HTML to RTF

From MHammond@cmutual.com.au Fri Jun 30 09:17:03 1995
Article: 1358 of comp.infosystems.www.authoring.misc
From: MHammond@cmutual.com.au (Mark Hammond)
Subject: Re: HELP> HTML to RTF
Organization: Colonial Mutual Life

In article <3rrc1q$jmu@ccuf.wlv.ac.uk>, jw@scitsc.wlv.ac.uk says:
>
>I've got "rtftohtml" and find it extremely useful.
>
>Does anyone know of anything that does the reverse.
>i.e, you input HTML and get RTF out.
>
>(I know RTF is much "richer" than HTML, but it should be 
>possible to map  to "Heading 1", etc. It's just
>the generation of the rest of the RTF information that 
>offputs me, and if someone has already done it .....)

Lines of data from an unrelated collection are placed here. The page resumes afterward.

use std::collections::BTreeMap;

#[cfg(feature = "serde-derive")]
use serde::{Deserialize, Serialize};

use crate::{AlignmentError, MethodKind};

/// The values one method produced, with their error against the exact solution.
#[derive(Debug, Clone, PartialEq)]
#[cfg_attr(
    feature = "serde-derive",
    derive(Serialize, Deserialize),
    serde(try_from = "SeriesRecord")
)]
pub struct ApproximationSeries {
    values: Vec<f64>,
    error: Option<Vec<f64>>,
    standard_deviation: f64,
}

impl ApproximationSeries {
    /// Creates the series for the analytical reference.
    ///
    /// The reference carries no error and a standard deviation of zero.
    #[must_use]
    pub fn exact(values: Vec<f64>) -> Self {
        Self {
            values,
            error: None,
            standard_deviation: 0.0,
        }
    }

    /// Creates the series for a numerical method.
    ///
    /// # Panics
    ///
    /// Panics if `error` and `values` differ in length. Use
    /// [`ApproximationSeries::try_approximate`] for unchecked input.
    #[must_use]
    pub fn approximate(values: Vec<f64>, error: Vec<f64>, standard_deviation: f64) -> Self {
        assert_eq!(
            values.len(),
            error.len(),
            "error sequence must be index-aligned with values"
        );
        Self {
            values,
            error: Some(error),
            standard_deviation,
        }
    }

    /// Creates the series for a numerical method, checking that `error` is
    /// index-aligned with `values`.
    ///
    /// # Errors
    ///
    /// Returns [`AlignmentError::ErrorLength`] if the lengths differ.
    pub fn try_approximate(
        values: Vec<f64>,
        error: Vec<f64>,
        standard_deviation: f64,
    ) -> Result<Self, AlignmentError> {
        if error.len() != values.len() {
            return Err(AlignmentError::ErrorLength {
                expected: values.len(),
                found: error.len(),
            });
        }
        Ok(Self {
            values,
            error: Some(error),
            standard_deviation,
        })
    }

    /// Approximate temperature at each sample time.
    #[must_use]
    pub fn values(&self) -> &[f64] {
        &self.values
    }

    /// Absolute error at each sample time, or `None` for the analytical series.
    #[must_use]
    pub fn error(&self) -> Option<&[f64]> {
        self.error.as_deref()
    }

    /// Mean squared error over every sample after the initial one.
    ///
    /// Named after the statistic it stands in for; no mean is subtracted.
    #[must_use]
    pub fn standard_deviation(&self) -> f64 {
        self.standard_deviation
    }

    /// Largest absolute error in the series, or `None` for the analytical series.
    #[must_use]
    pub fn max_error(&self) -> Option<f64> {
        self.error
            .as_ref()
            .map(|error| error.iter().copied().fold(0.0, f64::max))
    }

    /// Number of samples in the series.
    #[must_use]
    pub fn len(&self) -> usize {
        self.values.len()
    }

    #[must_use]
    pub fn is_empty(&self) -> bool {
        self.values.is_empty()
    }
}

/// The result of one computation: shared sample times and one series per
/// requested method.
///
/// Every sequence has the same length, and index `i` refers to the same sample
/// time throughout.
#[derive(Debug, Clone, PartialEq)]
#[cfg_attr(
    feature = "serde-derive",
    derive(Serialize, Deserialize),
    serde(try_from = "SolutionRecord")
)]
pub struct Solution {
    argument_values: Vec<f64>,
    approximation_data: BTreeMap<MethodKind, ApproximationSeries>,
}

impl Solution {
    /// Assembles a solution from sample times and per-method series.
    ///
    /// # Panics
    ///
    /// Panics if any series differs in length from `argument_values`. Use
    /// [`Solution::try_new`] for unchecked input.
    #[must_use]
    pub fn new(
        argument_values: Vec<f64>,
        approximation_data: BTreeMap<MethodKind, ApproximationSeries>,
    ) -> Self {
        match Self::try_new(argument_values, approximation_data) {
            Ok(solution) => solution,
            Err(err) => panic!("{err}"),
        }
    }

    /// Assembles a solution, checking that every series is index-aligned with
    /// the sample times.
    ///
    /// # Errors
    ///
    /// Returns [`AlignmentError::SeriesLength`] for the first series whose
    /// length differs from `argument_values`.
    pub fn try_new(
        argument_values: Vec<f64>,
        approximation_data: BTreeMap<MethodKind, ApproximationSeries>,
    ) -> Result<Self, AlignmentError> {
        let expected = argument_values.len();
        if let Some((&method, series)) = approximation_data
            .iter()
            .find(|(_, series)| series.len() != expected)
        {
            return Err(AlignmentError::SeriesLength {
                method,
                expected,
                found: series.len(),
            });
        }
        Ok(Self {
            argument_values,
            approximation_data,
        })
    }

    /// Sample times `t_i = i * step`.
    #[must_use]
    pub fn argument_values(&self) -> &[f64] {
        &self.argument_values
    }

    /// Series keyed by method, in [`MethodKind`] order.
    #[must_use]
    pub fn approximation_data(&self) -> &BTreeMap<MethodKind, ApproximationSeries> {
        &self.approximation_data
    }

    /// Returns the series for `method`, if it was requested.
    #[must_use]
    pub fn series(&self, method: MethodKind) -> Option<&ApproximationSeries> {
        self.approximation_data.get(&method)
    }

    /// Iterates over the methods present in this solution.
    pub fn methods(&self) -> impl Iterator<Item = MethodKind> + '_ {
        self.approximation_data.keys().copied()
    }

    /// Number of sample times (`segment_count + 1`).
    #[must_use]
    pub fn len(&self) -> usize {
        self.argument_values.len()
    }

    #[must_use]
    pub fn is_empty(&self) -> bool {
        self.argument_values.is_empty()
    }

    /// Distance between consecutive sample times.
    #[must_use]
    pub fn step(&self) -> Option<f64> {
        match self.argument_values.as_slice() {
            [first, second, ..] => Some(second - first),
            _ => None,
        }
    }

    /// Returns a view of every method at sample `index`.
    #[must_use]
    pub fn sample(&self, index: usize) -> Option<Sample<'_>> {
        let time = *self.argument_values.get(index)?;
        Some(Sample {
            index,
            time,
            solution: self,
        })
    }

    /// Iterates over every sample in time order.
    pub fn samples(&self) -> impl Iterator<Item = Sample<'_>> + '_ {
        self.argument_values
            .iter()
            .enumerate()
            .map(|(index, &time)| Sample {
                index,
                time,
                solution: self,
            })
    }

    /// Returns the numerical method with the smallest standard deviation.
    ///
    /// Returns `None` if no numerical method was requested.
    #[must_use]
    pub fn most_accurate(&self) -> Option<MethodKind> {
        self.approximation_data
            .iter()
            .filter(|(method, _)| method.is_numerical())
            .min_by(|(_, a), (_, b)| a.standard_deviation.total_cmp(&b.standard_deviation))
            .map(|(method, _)| *method)
    }
}

/// Every method's value at one sample time.
#[derive(Debug, Clone, Copy)]
pub struct Sample<'a> {
    /// Index into every sequence of the solution.
    pub index: usize,

    /// Sample time.
    pub time: f64,

    solution: &'a Solution,
}

impl Sample<'_> {
    /// Returns the value of `method` at this sample, if it was requested.
    #[must_use]
    pub fn value(&self, method: MethodKind) -> Option<f64> {
        self.solution
            .series(method)
            .and_then(|series| series.values.get(self.index).copied())
    }

    /// Returns the error of `method` at this sample, if it has one.
    #[must_use]
    pub fn error(&self, method: MethodKind) -> Option<f64> {
        self.solution
            .series(method)
            .and_then(ApproximationSeries::error)
            .and_then(|error| error.get(self.index).copied())
    }
}

/// Unchecked wire form of [`ApproximationSeries`].
#[cfg(feature = "serde-derive")]
#[derive(Deserialize)]
struct SeriesRecord {
    values: Vec<f64>,
    error: Option<Vec<f64>>,
    standard_deviation: f64,
}

#[cfg(feature = "serde-derive")]
impl TryFrom<SeriesRecord> for ApproximationSeries {
    type Error = AlignmentError;

    fn try_from(record: SeriesRecord) -> Result<Self, Self::Error> {
        match record.error {
            Some(error) => Self::try_approximate(record.values, error, record.standard_deviation),
            None => Ok(Self {
                values: record.values,
                error: None,
                standard_deviation: record.standard_deviation,
            }),
        }
    }
}

/// Unchecked wire form of [`Solution`].
#[cfg(feature = "serde-derive")]
#[derive(Deserialize)]
struct SolutionRecord {
    argument_values: Vec<f64>,
    approximation_data: BTreeMap<MethodKind, ApproximationSeries>,
}

#[cfg(feature = "serde-derive")]
impl TryFrom<SolutionRecord> for Solution {
    type Error = AlignmentError;

    fn try_from(record: SolutionRecord) -> Result<Self, Self::Error> {
        Self::try_new(record.argument_values, record.approximation_data)
    }
}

I _nearly_ have completed this.  It uses Python (www.python.org) which
has built-in HTML parsing, and a Python OLE2 extension.

How it works is to parse the HTML, and send OLE commands to Word Basic.  
After a document is complete, I get Word to save the file as RTF.

The tool I have is basically a "Web Crawler".  You give it a reference,
and it processes that reference, as well as any sub-references (and
their subrefernces).  You will be able to exclude certain references
(eg, only go n references deep, dont follow links off the current host,
etc)

At the end, it writes a HPJ file, all ready to turn into a .HLP file.

It should be ready in about 1-2 weeks.  Mail me then if you are 
interested.

Mark.